* [GIVEN DATA]:
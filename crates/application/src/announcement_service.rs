use std::sync::Arc;

use tessera_core::{AppResult, CallerIdentity, NonEmptyString};
use tessera_domain::{Announcement, AnnouncementId, Capability, CompanyRole};

use crate::{AnnouncementRepository, AuthorizationGate, Clock, WriteSerializer};

/// Input for publishing an announcement.
#[derive(Debug, Clone, PartialEq, Eq)]
pub struct NewAnnouncement {
    /// Caller-chosen id, unique within the company.
    pub id: AnnouncementId,
    /// Message body.
    pub content: NonEmptyString,
    /// Audience filter; `None` addresses every role.
    pub target_role: Option<CompanyRole>,
}

/// Company-scoped announcement store.
#[derive(Clone)]
pub struct AnnouncementService {
    announcements: Arc<dyn AnnouncementRepository>,
    gate: AuthorizationGate,
    clock: Arc<dyn Clock>,
    serializer: WriteSerializer,
}

impl AnnouncementService {
    /// Creates an announcement service.
    #[must_use]
    pub fn new(
        announcements: Arc<dyn AnnouncementRepository>,
        gate: AuthorizationGate,
        clock: Arc<dyn Clock>,
        serializer: WriteSerializer,
    ) -> Self {
        Self {
            announcements,
            gate,
            clock,
            serializer,
        }
    }

    /// Publishes an announcement in the caller's company.
    pub async fn add(
        &self,
        caller: &CallerIdentity,
        input: NewAnnouncement,
    ) -> AppResult<Announcement> {
        let _guard = self.serializer.acquire().await;

        let context = self
            .gate
            .authorize_own_company(caller, Capability::AnnouncementAdd)
            .await?;
        let announcement = Announcement {
            id: input.id,
            company_id: context.company_id,
            content: input.content,
            target_role: input.target_role,
            created_at: self.clock.now(),
            created_by: context.identity,
        };
        self.announcements
            .insert_announcement(announcement.clone())
            .await?;
        Ok(announcement)
    }

    /// Deletes an announcement in the caller's company.
    pub async fn remove(
        &self,
        caller: &CallerIdentity,
        announcement_id: &AnnouncementId,
    ) -> AppResult<()> {
        let _guard = self.serializer.acquire().await;

        let context = self
            .gate
            .authorize_own_company(caller, Capability::AnnouncementDelete)
            .await?;
        self.announcements
            .delete_announcement(&context.company_id, announcement_id)
            .await
    }

    /// Lists every announcement of the caller's company, regardless of audience.
    pub async fn list(&self, caller: &CallerIdentity) -> AppResult<Vec<Announcement>> {
        let context = self
            .gate
            .authorize_own_company(caller, Capability::AnnouncementView)
            .await?;
        self.announcements
            .list_announcements(&context.company_id)
            .await
    }

    /// Lists the announcements addressed to the caller's role.
    pub async fn list_visible(&self, caller: &CallerIdentity) -> AppResult<Vec<Announcement>> {
        let context = self
            .gate
            .authorize_own_company(caller, Capability::AnnouncementView)
            .await?;
        Ok(self
            .announcements
            .list_announcements(&context.company_id)
            .await?
            .into_iter()
            .filter(|announcement| announcement.is_visible_to(context.role))
            .collect())
    }
}
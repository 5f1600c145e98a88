use std::env;
use std::net::{IpAddr, SocketAddr};
use std::str::FromStr;

use axum::http::HeaderName;
use tessera_application::DEFAULT_INVITE_MAX_VALIDITY_SECONDS;
use tessera_core::{AppError, CallerIdentity};
use tracing_subscriber::EnvFilter;

#[derive(Debug, Clone, PartialEq, Eq)]
pub enum StoreBackend {
    Memory,
    Postgres {
        database_url: String,
        max_connections: u32,
    },
}

#[derive(Debug, Clone)]
pub struct ApiConfig {
    pub migrate_only: bool,
    pub api_host: String,
    pub api_port: u16,
    pub frontend_url: String,
    pub store_backend: StoreBackend,
    pub identity_header: HeaderName,
    pub system_admins: Vec<CallerIdentity>,
    pub invite_max_validity_seconds: i64,
}

impl ApiConfig {
    pub fn load() -> Result<Self, AppError> {
        let migrate_only = env::args().nth(1).as_deref() == Some("migrate");

        let api_host = env::var("API_HOST").unwrap_or_else(|_| "127.0.0.1".to_owned());
        let api_port = parsed_env("API_PORT", 3001_u16)?;
        let frontend_url =
            env::var("FRONTEND_URL").unwrap_or_else(|_| "http://localhost:3000".to_owned());

        let store_backend = match env::var("STORE_BACKEND")
            .unwrap_or_else(|_| "memory".to_owned())
            .as_str()
        {
            "memory" => StoreBackend::Memory,
            "postgres" => StoreBackend::Postgres {
                database_url: required_non_empty_env("DATABASE_URL")?,
                max_connections: parsed_env("DATABASE_MAX_CONNECTIONS", 10_u32)?,
            },
            other => {
                return Err(AppError::Validation(format!(
                    "STORE_BACKEND must be either 'memory' or 'postgres', got '{other}'"
                )));
            }
        };

        if migrate_only && store_backend == StoreBackend::Memory {
            return Err(AppError::Validation(
                "the migrate command requires STORE_BACKEND=postgres".to_owned(),
            ));
        }

        let identity_header = env::var("IDENTITY_HEADER")
            .unwrap_or_else(|_| "x-caller-identity".to_owned());
        let identity_header = HeaderName::from_str(identity_header.trim()).map_err(|error| {
            AppError::Validation(format!("invalid IDENTITY_HEADER '{identity_header}': {error}"))
        })?;

        let system_admins = parse_identity_list(
            env::var("SYSTEM_ADMIN_IDENTITIES")
                .unwrap_or_default()
                .as_str(),
        )?;

        let invite_max_validity_seconds = parsed_env(
            "INVITE_MAX_VALIDITY_SECONDS",
            DEFAULT_INVITE_MAX_VALIDITY_SECONDS,
        )?;

        Ok(Self {
            migrate_only,
            api_host,
            api_port,
            frontend_url,
            store_backend,
            identity_header,
            system_admins,
            invite_max_validity_seconds,
        })
    }

    pub fn socket_address(&self) -> Result<SocketAddr, AppError> {
        let host = IpAddr::from_str(&self.api_host).map_err(|error| {
            AppError::Validation(format!("invalid API_HOST '{}': {error}", self.api_host))
        })?;
        Ok(SocketAddr::from((host, self.api_port)))
    }
}

pub fn init_tracing() {
    let env_filter = EnvFilter::try_from_default_env().unwrap_or_else(|_| EnvFilter::new("info"));

    tracing_subscriber::fmt()
        .with_env_filter(env_filter)
        .with_target(false)
        .compact()
        .init();
}

fn parse_identity_list(value: &str) -> Result<Vec<CallerIdentity>, AppError> {
    value
        .split(',')
        .map(str::trim)
        .filter(|entry| !entry.is_empty())
        .map(CallerIdentity::new)
        .collect()
}

fn parsed_env<T>(name: &str, default: T) -> Result<T, AppError>
where
    T: FromStr,
    T::Err: std::fmt::Display,
{
    match env::var(name) {
        Ok(value) if !value.trim().is_empty() => value
            .trim()
            .parse::<T>()
            .map_err(|error| AppError::Validation(format!("invalid {name}: {error}"))),
        _ => Ok(default),
    }
}

fn required_non_empty_env(name: &str) -> Result<String, AppError> {
    let value = env::var(name).map_err(|_| AppError::Validation(format!("{name} is required")))?;
    if value.trim().is_empty() {
        return Err(AppError::Validation(format!("{name} must not be empty")));
    }

    Ok(value)
}

#[cfg(test)]
mod tests {
    use super::parse_identity_list;

    #[test]
    fn identity_list_skips_blank_entries() {
        let identities = parse_identity_list(" root , ,ops-admin,")
            .unwrap_or_else(|error| panic!("parse failed: {error}"));
        let values: Vec<&str> = identities.iter().map(|identity| identity.as_str()).collect();
        assert_eq!(values, vec!["root", "ops-admin"]);
    }

    #[test]
    fn empty_identity_list_is_allowed() {
        assert_eq!(parse_identity_list(""), Ok(Vec::new()));
    }
}
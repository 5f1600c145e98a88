//! Invite code issuance and redemption.
//!
//! Codes are 32 random bytes rendered as hex. Only their SHA-256 digest is
//! stored, and the raw code is returned once at issuance.

use std::sync::Arc;

use tessera_core::{AppError, AppResult, CallerIdentity, CompanyId, NonEmptyString, Timestamp};
use tessera_domain::{
    AuditAction, Capability, CompanyRole, InviteCode, InviteStatus, PersonnelId, UserProfile,
};

use crate::{
    AuditEvent, AuditRepository, AuthorizationGate, Clock, InviteCodeRepository, InviteRedemption,
    WriteSerializer,
};

mod token_crypto;

use token_crypto::{generate_code, hash_code};

/// Default upper bound on invite validity: 30 days.
pub const DEFAULT_INVITE_MAX_VALIDITY_SECONDS: i64 = 30 * 24 * 60 * 60;

/// Tunables for invite issuance.
#[derive(Debug, Clone, Copy, PartialEq, Eq)]
pub struct InviteSettings {
    /// Longest accepted validity in nanoseconds.
    pub max_validity_nanos: i64,
}

impl InviteSettings {
    /// Builds settings from a maximum validity in seconds.
    pub fn from_max_validity_seconds(seconds: i64) -> AppResult<Self> {
        let max_validity_nanos = seconds
            .checked_mul(tessera_core::time::NANOS_PER_SECOND)
            .filter(|nanos| *nanos >= 0)
            .ok_or_else(|| {
                AppError::Validation(format!("invite max validity '{seconds}' is out of range"))
            })?;

        Ok(Self { max_validity_nanos })
    }
}

impl Default for InviteSettings {
    fn default() -> Self {
        Self {
            max_validity_nanos: DEFAULT_INVITE_MAX_VALIDITY_SECONDS
                * tessera_core::time::NANOS_PER_SECOND,
        }
    }
}

/// Freshly issued invite including the one-time raw code.
#[derive(Debug, Clone, PartialEq, Eq)]
pub struct IssuedInvite {
    /// Raw code to hand to the invitee. Not recoverable later.
    pub code: String,
    /// Company the invitee joins.
    pub company_id: CompanyId,
    /// Role the invitee receives.
    pub target_role: CompanyRole,
    /// Last redeemable instant.
    pub expires_at: Timestamp,
}

/// Listing view of an invite. Never carries the raw code.
#[derive(Debug, Clone, PartialEq, Eq)]
pub struct InviteSummary {
    /// Short digest prefix identifying the invite.
    pub reference: String,
    /// Role granted on redemption.
    pub target_role: CompanyRole,
    /// Issuer identity.
    pub issued_by: CallerIdentity,
    /// Issue time.
    pub issued_at: Timestamp,
    /// Last redeemable instant.
    pub expires_at: Timestamp,
    /// Status observed now.
    pub status: InviteStatus,
}

/// Application service for invite codes.
#[derive(Clone)]
pub struct InviteCodeService {
    invites: Arc<dyn InviteCodeRepository>,
    audit: Arc<dyn AuditRepository>,
    gate: AuthorizationGate,
    clock: Arc<dyn Clock>,
    serializer: WriteSerializer,
    settings: InviteSettings,
}

impl InviteCodeService {
    /// Creates an invite code service.
    #[must_use]
    pub fn new(
        invites: Arc<dyn InviteCodeRepository>,
        audit: Arc<dyn AuditRepository>,
        gate: AuthorizationGate,
        clock: Arc<dyn Clock>,
        serializer: WriteSerializer,
        settings: InviteSettings,
    ) -> Self {
        Self {
            invites,
            audit,
            gate,
            clock,
            serializer,
            settings,
        }
    }

    /// Issues a single-use code for `target_role` in the issuer's company.
    ///
    /// Owners may invite managers and employees; managers may invite employees.
    pub async fn generate_code(
        &self,
        issuer: &CallerIdentity,
        target_role: CompanyRole,
        validity_nanos: i64,
    ) -> AppResult<IssuedInvite> {
        let _guard = self.serializer.acquire().await;

        let context = self.gate.resolve_active(issuer).await?;
        if !context.role.can_issue_invite_for(target_role) {
            return Err(AppError::Unauthorized(format!(
                "role '{}' cannot issue invites for role '{}'",
                context.role.as_str(),
                target_role.as_str()
            )));
        }

        if validity_nanos > self.settings.max_validity_nanos {
            return Err(AppError::Validation(format!(
                "invite validity must not exceed {} seconds",
                self.settings.max_validity_nanos / tessera_core::time::NANOS_PER_SECOND
            )));
        }

        let (code, code_hash) = generate_code()?;
        let invite = InviteCode::issue(
            code_hash,
            context.company_id.clone(),
            target_role,
            issuer.clone(),
            self.clock.now(),
            validity_nanos,
        )?;
        let expires_at = invite.expires_at();
        let reference = invite.code_hash().reference().to_owned();
        self.invites.create_invite(invite).await?;

        self.audit
            .append_event(AuditEvent {
                company_id: Some(context.company_id.clone()),
                subject: issuer.clone(),
                action: AuditAction::InviteIssued,
                resource_type: "invite".to_owned(),
                resource_id: reference,
                detail: Some(target_role.as_str().to_owned()),
            })
            .await?;

        Ok(IssuedInvite {
            code,
            company_id: context.company_id,
            target_role,
            expires_at,
        })
    }

    /// Redeems a code, creating the caller's profile in the invite's company.
    ///
    /// Exactly one of any number of concurrent redemptions of one code succeeds;
    /// the others fail with `AlreadyUsed`.
    pub async fn redeem_code(
        &self,
        caller: &CallerIdentity,
        code: &str,
        user_name: &str,
    ) -> AppResult<UserProfile> {
        let display_name = NonEmptyString::new(user_name.trim())?;
        let code = code.trim();
        if code.is_empty() {
            return Err(AppError::InvalidCode);
        }

        let _guard = self.serializer.acquire().await;

        let member = self
            .invites
            .redeem_invite(InviteRedemption {
                code_hash: hash_code(code)?,
                identity: caller.clone(),
                display_name,
                personnel_id: PersonnelId::generate(),
                redeemed_at: self.clock.now(),
            })
            .await?;
        let personnel_id = member.personnel_id().ok_or_else(|| {
            AppError::Internal("redeemed member has no personnel record".to_owned())
        })?;

        self.audit
            .append_event(AuditEvent {
                company_id: Some(member.company_id().clone()),
                subject: caller.clone(),
                action: AuditAction::InviteRedeemed,
                resource_type: "personnel".to_owned(),
                resource_id: personnel_id.to_string(),
                detail: Some(member.role().as_str().to_owned()),
            })
            .await?;

        Ok(member.profile())
    }

    /// Lists the caller's company invites with their current status.
    pub async fn list_invites(&self, caller: &CallerIdentity) -> AppResult<Vec<InviteSummary>> {
        let context = self
            .gate
            .authorize_own_company(caller, Capability::PersonnelView)
            .await?;
        if context.role == CompanyRole::Employee {
            return Err(AppError::Unauthorized(
                "employees cannot list invites".to_owned(),
            ));
        }

        let now = self.clock.now();
        let mut invites = self.invites.list_invites(&context.company_id).await?;
        invites.sort_by_key(|invite| std::cmp::Reverse(invite.issued_at()));

        Ok(invites
            .into_iter()
            .map(|invite| InviteSummary {
                reference: invite.code_hash().reference().to_owned(),
                target_role: invite.target_role(),
                issued_by: invite.issued_by().clone(),
                issued_at: invite.issued_at(),
                expires_at: invite.expires_at(),
                status: invite.status_at(now),
            })
            .collect())
    }
}

#[cfg(test)]
mod tests;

* [WORK INSTRUCTIONS]:
Everything from the line with "fn default() ->" through the line with "Status observed now." in the listing above must be retyped exactly, with nothing added.

* [RESULT OF THE TASK]:
    fn default() -> Self {
        Self {
            max_validity_nanos: DEFAULT_INVITE_MAX_VALIDITY_SECONDS
                * tessera_core::time::NANOS_PER_SECOND,
        }
    }
}

/// Freshly issued invite including the one-time raw code.
#[derive(Debug, Clone, PartialEq, Eq)]
pub struct IssuedInvite {
    /// Raw code to hand to the invitee. Not recoverable later.
    pub code: String,
    /// Company the invitee joins.
    pub company_id: CompanyId,
    /// Role the invitee receives.
    pub target_role: CompanyRole,
    /// Last redeemable instant.
    pub expires_at: Timestamp,
}

/// Listing view of an invite. Never carries the raw code.
#[derive(Debug, Clone, PartialEq, Eq)]
pub struct InviteSummary {
    /// Short digest prefix identifying the invite.
    pub reference: String,
    /// Role granted on redemption.
    pub target_role: CompanyRole,
    /// Issuer identity.
    pub issued_by: CallerIdentity,
    /// Issue time.
    pub issued_at: Timestamp,
    /// Last redeemable instant.
    pub expires_at: Timestamp,
    /// Status observed now.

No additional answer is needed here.